Work to be completed: Below are several entries. Transcribe exactly those lines that fall from the one with "pub fn pending_cues(&self)" through the one with "pub fn start(&mut", end lines included.

Collection entries
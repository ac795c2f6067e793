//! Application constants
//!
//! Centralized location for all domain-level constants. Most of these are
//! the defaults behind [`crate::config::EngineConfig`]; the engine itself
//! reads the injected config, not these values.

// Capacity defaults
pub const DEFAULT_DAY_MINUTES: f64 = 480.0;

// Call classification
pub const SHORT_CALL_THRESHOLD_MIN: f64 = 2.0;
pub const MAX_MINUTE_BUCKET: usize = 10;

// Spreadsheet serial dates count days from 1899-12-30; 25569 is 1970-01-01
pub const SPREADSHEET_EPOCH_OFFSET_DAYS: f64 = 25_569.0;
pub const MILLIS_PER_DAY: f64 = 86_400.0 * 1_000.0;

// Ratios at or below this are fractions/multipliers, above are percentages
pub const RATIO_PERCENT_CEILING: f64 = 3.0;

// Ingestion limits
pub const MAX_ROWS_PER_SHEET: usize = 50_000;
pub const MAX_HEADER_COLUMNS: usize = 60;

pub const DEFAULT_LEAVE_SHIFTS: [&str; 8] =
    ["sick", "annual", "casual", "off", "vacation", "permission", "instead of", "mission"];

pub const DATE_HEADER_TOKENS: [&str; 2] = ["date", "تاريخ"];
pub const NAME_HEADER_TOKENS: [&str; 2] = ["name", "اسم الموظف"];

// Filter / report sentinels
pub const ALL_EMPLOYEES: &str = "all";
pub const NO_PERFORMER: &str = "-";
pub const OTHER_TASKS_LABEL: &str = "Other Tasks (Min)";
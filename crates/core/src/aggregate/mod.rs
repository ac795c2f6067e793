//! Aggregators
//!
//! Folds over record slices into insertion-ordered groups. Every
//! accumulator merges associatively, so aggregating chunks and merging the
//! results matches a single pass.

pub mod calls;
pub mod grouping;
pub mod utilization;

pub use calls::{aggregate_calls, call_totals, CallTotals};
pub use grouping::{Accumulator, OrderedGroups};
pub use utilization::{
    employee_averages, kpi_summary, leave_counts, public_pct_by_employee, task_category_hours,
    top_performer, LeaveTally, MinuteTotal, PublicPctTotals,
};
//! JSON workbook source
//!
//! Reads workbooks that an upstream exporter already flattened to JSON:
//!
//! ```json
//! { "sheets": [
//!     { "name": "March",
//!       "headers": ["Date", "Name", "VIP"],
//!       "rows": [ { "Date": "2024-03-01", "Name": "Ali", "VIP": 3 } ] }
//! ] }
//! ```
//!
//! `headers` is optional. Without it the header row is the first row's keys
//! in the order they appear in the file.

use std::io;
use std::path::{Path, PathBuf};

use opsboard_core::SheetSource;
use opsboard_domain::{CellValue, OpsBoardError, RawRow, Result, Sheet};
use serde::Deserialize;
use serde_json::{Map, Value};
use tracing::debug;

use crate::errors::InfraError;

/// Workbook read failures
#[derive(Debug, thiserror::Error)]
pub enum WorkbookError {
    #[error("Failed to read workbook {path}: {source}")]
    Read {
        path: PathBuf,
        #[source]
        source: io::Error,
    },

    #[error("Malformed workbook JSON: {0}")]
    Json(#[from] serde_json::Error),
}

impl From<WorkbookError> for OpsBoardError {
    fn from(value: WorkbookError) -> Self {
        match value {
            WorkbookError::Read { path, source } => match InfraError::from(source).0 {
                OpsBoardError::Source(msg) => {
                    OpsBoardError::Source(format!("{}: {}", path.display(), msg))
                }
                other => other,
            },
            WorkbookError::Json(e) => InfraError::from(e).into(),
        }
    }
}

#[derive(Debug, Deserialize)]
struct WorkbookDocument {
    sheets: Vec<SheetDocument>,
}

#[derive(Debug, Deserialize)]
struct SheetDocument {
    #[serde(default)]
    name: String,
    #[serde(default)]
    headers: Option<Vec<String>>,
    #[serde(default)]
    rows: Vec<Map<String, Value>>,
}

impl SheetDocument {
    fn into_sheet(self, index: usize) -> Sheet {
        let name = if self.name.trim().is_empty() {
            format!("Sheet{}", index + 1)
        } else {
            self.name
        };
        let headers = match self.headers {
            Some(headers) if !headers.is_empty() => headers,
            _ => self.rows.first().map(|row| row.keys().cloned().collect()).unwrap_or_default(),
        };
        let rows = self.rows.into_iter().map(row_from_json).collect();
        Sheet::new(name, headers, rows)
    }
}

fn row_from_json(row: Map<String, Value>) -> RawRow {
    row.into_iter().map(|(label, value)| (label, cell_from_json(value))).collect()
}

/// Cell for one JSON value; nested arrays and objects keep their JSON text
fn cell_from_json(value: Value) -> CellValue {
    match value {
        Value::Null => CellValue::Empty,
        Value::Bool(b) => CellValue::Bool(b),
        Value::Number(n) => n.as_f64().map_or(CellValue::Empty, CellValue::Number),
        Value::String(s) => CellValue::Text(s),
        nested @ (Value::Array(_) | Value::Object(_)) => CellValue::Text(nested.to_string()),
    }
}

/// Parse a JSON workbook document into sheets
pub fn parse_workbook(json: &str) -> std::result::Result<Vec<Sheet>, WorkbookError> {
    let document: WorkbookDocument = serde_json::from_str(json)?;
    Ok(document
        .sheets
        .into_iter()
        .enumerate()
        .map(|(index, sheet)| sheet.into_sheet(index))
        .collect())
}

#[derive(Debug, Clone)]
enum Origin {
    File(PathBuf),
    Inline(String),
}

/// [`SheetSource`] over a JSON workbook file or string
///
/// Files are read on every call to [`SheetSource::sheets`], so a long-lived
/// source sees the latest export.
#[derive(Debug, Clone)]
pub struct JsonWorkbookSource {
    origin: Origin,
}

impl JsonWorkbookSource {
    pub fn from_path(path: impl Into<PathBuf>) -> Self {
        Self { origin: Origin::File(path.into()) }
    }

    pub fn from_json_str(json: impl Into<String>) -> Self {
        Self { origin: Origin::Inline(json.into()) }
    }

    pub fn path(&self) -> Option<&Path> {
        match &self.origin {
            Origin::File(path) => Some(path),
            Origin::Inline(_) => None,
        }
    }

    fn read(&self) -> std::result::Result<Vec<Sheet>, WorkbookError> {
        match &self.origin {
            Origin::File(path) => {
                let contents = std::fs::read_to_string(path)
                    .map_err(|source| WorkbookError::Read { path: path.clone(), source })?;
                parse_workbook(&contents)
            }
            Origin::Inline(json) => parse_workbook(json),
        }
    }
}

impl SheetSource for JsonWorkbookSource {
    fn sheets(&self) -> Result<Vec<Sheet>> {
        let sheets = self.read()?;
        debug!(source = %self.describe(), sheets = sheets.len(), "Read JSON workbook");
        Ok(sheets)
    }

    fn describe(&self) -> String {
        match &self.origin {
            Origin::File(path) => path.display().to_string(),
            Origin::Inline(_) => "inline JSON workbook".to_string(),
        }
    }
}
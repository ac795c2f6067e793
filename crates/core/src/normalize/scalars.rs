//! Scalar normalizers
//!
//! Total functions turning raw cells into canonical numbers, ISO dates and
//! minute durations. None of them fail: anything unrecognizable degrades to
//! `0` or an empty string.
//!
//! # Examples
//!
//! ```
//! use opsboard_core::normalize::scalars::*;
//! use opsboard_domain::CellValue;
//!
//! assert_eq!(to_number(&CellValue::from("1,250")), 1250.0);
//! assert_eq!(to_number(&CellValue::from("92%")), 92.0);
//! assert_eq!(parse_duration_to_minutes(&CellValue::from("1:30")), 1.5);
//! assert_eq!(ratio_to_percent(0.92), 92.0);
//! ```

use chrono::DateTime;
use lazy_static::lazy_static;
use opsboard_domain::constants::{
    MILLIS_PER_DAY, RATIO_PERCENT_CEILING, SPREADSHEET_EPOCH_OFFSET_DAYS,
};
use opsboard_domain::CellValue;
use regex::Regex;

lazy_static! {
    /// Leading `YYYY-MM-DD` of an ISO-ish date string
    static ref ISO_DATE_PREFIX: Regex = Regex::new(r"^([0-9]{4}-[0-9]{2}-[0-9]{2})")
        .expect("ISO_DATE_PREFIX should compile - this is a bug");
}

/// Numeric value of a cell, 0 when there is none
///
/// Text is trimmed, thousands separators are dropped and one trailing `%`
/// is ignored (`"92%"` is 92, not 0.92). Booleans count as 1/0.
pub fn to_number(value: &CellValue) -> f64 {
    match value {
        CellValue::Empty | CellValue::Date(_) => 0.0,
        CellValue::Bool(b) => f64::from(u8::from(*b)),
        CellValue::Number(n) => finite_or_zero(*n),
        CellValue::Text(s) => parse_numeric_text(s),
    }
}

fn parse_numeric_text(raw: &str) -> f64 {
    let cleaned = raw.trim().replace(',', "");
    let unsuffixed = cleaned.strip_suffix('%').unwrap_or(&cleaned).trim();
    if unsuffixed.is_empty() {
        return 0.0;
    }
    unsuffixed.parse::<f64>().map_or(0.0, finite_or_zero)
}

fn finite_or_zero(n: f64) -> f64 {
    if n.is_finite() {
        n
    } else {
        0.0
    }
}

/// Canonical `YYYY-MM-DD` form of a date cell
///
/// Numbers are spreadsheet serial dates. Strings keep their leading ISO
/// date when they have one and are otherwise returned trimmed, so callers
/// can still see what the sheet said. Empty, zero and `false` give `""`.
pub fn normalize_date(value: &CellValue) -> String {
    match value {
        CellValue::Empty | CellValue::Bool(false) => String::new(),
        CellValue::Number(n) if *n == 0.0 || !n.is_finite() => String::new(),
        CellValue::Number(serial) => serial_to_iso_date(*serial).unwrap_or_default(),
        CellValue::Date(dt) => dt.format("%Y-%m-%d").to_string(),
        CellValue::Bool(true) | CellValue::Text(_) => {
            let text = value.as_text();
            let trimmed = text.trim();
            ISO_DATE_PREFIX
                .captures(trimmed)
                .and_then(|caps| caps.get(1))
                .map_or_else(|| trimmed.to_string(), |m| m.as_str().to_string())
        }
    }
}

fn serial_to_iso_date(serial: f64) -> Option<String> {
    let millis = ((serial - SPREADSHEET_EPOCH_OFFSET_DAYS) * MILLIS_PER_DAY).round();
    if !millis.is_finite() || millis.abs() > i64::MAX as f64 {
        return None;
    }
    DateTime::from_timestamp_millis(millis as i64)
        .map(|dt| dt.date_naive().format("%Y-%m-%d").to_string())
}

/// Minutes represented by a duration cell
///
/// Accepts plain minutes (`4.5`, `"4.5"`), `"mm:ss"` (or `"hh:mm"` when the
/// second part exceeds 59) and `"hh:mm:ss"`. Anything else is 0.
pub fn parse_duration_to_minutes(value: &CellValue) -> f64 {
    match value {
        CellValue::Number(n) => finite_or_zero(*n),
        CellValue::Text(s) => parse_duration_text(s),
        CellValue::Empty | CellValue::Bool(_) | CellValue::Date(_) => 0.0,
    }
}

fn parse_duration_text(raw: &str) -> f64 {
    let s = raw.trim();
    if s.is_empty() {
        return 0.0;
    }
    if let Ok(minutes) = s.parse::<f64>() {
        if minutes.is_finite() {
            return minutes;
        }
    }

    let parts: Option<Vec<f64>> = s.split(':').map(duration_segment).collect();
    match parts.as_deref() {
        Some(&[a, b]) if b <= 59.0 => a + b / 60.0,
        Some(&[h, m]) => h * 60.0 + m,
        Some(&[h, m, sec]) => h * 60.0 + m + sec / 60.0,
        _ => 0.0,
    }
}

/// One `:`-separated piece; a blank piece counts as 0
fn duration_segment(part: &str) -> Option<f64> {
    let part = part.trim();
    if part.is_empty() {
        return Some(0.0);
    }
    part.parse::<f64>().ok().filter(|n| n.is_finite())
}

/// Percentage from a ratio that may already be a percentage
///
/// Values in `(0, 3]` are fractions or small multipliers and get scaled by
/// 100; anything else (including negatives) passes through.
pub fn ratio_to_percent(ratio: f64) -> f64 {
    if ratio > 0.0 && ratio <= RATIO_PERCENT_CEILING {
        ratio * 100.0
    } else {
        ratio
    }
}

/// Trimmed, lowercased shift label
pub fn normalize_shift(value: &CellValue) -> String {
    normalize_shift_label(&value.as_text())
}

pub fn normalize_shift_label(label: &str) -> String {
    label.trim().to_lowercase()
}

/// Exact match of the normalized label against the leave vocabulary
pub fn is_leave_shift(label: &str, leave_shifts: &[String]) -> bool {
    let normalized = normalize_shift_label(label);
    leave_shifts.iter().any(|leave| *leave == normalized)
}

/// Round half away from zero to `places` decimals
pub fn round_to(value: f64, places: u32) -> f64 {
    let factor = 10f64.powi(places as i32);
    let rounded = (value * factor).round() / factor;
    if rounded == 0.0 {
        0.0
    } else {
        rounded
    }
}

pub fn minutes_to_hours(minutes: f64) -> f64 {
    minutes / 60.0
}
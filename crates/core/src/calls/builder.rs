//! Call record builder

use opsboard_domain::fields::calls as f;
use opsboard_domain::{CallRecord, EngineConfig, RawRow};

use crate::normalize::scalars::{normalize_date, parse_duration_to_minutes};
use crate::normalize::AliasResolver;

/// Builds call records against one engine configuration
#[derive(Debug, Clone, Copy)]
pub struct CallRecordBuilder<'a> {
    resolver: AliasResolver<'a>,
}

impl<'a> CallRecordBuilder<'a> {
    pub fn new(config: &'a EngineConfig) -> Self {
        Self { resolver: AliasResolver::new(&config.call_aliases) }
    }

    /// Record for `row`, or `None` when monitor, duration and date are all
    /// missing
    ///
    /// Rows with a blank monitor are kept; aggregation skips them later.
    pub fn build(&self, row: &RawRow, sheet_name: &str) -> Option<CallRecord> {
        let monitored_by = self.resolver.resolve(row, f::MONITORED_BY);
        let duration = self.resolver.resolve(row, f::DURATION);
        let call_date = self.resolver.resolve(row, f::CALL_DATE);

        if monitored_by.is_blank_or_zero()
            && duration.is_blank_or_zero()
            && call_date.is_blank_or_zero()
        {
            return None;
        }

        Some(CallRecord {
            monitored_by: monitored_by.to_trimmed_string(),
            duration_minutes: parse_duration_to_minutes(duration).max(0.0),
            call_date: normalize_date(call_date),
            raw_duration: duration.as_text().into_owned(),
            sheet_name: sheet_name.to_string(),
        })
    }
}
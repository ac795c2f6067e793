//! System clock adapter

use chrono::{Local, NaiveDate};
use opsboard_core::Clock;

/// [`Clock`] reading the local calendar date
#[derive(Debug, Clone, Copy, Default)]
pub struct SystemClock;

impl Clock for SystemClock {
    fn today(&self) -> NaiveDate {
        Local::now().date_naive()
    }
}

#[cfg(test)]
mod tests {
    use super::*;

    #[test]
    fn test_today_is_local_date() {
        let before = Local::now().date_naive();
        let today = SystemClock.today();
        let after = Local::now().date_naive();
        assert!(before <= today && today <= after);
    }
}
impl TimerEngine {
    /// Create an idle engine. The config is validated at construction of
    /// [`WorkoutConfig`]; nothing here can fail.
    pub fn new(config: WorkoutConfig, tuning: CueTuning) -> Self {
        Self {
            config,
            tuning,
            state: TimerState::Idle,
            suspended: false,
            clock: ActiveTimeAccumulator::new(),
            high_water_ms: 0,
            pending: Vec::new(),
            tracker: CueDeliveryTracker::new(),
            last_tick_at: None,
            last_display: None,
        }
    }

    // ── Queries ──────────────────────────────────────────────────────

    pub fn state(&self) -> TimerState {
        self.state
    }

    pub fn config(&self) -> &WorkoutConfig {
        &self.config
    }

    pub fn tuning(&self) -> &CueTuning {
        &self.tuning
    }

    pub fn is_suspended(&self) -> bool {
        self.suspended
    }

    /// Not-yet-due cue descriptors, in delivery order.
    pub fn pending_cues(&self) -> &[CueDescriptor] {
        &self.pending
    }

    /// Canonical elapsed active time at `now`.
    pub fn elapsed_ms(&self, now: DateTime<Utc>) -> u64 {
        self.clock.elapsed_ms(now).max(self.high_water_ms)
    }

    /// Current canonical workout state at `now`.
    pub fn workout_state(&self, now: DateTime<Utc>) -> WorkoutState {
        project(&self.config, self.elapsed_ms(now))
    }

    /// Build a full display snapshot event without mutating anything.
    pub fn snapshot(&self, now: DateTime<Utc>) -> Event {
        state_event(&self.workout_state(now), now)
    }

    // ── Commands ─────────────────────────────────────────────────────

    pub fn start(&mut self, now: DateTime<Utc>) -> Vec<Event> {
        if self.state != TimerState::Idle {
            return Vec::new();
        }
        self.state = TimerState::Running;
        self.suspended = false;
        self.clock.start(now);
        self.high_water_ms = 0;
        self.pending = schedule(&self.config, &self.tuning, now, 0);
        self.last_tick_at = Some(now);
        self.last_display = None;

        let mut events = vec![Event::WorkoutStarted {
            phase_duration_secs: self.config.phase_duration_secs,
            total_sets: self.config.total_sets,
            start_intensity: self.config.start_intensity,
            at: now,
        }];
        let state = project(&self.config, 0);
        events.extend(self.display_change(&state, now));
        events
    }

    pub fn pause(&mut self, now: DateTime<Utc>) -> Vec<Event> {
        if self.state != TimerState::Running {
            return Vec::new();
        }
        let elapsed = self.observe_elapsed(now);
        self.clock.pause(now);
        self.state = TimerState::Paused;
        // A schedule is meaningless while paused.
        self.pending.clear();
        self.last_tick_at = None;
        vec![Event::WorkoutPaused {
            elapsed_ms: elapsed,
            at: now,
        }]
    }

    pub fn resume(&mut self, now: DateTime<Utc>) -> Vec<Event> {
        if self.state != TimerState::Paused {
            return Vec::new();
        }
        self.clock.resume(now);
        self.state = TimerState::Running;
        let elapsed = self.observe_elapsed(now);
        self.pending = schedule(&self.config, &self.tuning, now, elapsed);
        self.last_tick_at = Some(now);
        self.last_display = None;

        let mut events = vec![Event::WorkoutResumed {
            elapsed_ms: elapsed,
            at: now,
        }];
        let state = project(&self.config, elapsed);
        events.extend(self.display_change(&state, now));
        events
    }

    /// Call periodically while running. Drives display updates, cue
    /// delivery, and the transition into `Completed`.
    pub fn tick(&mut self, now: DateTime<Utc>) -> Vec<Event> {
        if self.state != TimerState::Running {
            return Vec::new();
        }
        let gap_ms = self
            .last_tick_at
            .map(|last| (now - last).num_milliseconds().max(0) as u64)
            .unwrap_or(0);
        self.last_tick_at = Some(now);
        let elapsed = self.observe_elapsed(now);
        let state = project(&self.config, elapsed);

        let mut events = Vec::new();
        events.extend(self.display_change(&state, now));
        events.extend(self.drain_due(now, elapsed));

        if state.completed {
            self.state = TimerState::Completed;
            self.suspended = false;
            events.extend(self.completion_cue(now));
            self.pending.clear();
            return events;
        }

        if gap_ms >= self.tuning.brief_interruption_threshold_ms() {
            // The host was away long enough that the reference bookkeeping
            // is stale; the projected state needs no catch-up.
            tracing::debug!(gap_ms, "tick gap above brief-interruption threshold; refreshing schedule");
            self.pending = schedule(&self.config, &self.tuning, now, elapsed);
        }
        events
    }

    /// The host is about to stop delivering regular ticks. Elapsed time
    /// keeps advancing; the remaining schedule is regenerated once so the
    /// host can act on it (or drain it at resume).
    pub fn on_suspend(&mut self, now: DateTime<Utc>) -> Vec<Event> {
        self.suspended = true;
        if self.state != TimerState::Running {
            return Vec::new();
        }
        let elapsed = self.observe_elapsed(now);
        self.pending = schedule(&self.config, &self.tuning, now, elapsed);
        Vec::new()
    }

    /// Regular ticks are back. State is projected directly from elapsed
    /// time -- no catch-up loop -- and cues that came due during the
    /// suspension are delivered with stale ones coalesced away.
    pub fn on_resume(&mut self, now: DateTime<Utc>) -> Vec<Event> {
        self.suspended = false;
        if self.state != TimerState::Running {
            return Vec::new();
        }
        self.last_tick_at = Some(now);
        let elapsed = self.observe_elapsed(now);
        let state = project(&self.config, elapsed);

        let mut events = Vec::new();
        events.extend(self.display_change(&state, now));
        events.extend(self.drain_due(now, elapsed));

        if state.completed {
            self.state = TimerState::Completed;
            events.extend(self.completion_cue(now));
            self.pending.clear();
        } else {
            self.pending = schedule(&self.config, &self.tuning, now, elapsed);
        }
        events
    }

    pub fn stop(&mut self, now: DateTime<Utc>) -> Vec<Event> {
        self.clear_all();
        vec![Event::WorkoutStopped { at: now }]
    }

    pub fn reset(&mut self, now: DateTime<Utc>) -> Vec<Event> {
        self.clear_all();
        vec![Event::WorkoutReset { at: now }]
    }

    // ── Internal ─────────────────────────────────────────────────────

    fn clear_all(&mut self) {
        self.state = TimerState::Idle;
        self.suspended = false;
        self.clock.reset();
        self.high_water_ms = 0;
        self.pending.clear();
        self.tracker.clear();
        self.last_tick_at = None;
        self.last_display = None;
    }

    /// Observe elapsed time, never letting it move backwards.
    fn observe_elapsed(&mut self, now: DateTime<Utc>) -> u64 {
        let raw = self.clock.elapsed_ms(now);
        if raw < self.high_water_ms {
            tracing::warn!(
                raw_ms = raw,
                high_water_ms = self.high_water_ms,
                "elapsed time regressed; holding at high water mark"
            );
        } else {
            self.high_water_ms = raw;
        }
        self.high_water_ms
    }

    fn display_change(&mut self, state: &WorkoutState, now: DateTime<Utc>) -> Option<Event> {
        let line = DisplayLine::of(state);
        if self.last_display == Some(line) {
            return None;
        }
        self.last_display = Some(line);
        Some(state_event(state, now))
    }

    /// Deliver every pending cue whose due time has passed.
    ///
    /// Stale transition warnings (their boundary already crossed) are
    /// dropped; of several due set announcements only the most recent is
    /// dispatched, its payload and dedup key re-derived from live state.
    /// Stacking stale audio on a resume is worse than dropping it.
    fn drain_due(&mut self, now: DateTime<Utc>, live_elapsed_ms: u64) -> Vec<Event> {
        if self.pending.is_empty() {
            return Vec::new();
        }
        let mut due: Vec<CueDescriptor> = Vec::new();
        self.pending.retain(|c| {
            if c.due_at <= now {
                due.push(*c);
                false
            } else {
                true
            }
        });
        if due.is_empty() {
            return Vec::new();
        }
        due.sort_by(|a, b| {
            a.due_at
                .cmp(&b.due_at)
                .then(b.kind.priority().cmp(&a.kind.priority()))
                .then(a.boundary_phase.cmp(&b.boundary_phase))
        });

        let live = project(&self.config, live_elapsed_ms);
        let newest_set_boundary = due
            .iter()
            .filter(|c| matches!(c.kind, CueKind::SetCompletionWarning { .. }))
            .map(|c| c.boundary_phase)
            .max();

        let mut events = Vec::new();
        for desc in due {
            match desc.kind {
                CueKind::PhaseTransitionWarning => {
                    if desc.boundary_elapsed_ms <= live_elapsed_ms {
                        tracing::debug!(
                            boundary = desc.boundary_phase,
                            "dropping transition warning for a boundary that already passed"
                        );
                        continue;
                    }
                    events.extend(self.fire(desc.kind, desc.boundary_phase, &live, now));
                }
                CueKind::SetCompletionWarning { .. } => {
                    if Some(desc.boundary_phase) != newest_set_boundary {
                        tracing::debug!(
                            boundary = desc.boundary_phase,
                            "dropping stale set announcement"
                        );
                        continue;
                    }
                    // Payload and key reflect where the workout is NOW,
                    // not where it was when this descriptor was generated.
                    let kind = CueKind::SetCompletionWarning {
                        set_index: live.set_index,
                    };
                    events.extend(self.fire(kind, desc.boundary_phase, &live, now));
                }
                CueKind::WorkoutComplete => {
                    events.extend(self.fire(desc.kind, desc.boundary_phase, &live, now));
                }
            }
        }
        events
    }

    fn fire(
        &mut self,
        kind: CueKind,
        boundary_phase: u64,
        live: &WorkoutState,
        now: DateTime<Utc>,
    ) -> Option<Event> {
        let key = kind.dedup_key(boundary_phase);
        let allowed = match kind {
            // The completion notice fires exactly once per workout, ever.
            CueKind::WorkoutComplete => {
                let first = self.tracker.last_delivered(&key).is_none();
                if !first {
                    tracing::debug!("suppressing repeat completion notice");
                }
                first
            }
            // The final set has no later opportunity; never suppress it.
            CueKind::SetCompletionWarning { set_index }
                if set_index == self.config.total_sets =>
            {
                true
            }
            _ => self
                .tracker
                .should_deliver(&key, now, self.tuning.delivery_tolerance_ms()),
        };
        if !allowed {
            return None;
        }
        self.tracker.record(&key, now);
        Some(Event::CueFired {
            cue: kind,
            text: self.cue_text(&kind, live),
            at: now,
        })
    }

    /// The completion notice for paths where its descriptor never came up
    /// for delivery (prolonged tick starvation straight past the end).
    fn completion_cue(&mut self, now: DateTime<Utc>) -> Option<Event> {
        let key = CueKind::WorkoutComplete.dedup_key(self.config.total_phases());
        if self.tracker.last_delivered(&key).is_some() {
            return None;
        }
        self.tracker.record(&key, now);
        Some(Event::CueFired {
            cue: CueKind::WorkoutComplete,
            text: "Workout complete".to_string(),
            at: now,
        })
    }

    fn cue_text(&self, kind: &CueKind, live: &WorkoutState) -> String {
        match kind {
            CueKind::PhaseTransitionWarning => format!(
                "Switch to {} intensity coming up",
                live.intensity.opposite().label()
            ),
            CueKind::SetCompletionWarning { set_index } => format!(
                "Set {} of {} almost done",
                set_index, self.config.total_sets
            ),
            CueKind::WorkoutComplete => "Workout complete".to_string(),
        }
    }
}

Result for this exercise:
    pub fn pending_cues(&self) -> &[CueDescriptor] {
        &self.pending
    }

    /// Canonical elapsed active time at `now`.
    pub fn elapsed_ms(&self, now: DateTime<Utc>) -> u64 {
        self.clock.elapsed_ms(now).max(self.high_water_ms)
    }

    /// Current canonical workout state at `now`.
    pub fn workout_state(&self, now: DateTime<Utc>) -> WorkoutState {
        project(&self.config, self.elapsed_ms(now))
    }

    /// Build a full display snapshot event without mutating anything.
    pub fn snapshot(&self, now: DateTime<Utc>) -> Event {
        state_event(&self.workout_state(now), now)
    }

    // ── Commands ─────────────────────────────────────────────────────

    pub fn start(&mut self, now: DateTime<Utc>) -> Vec<Event> {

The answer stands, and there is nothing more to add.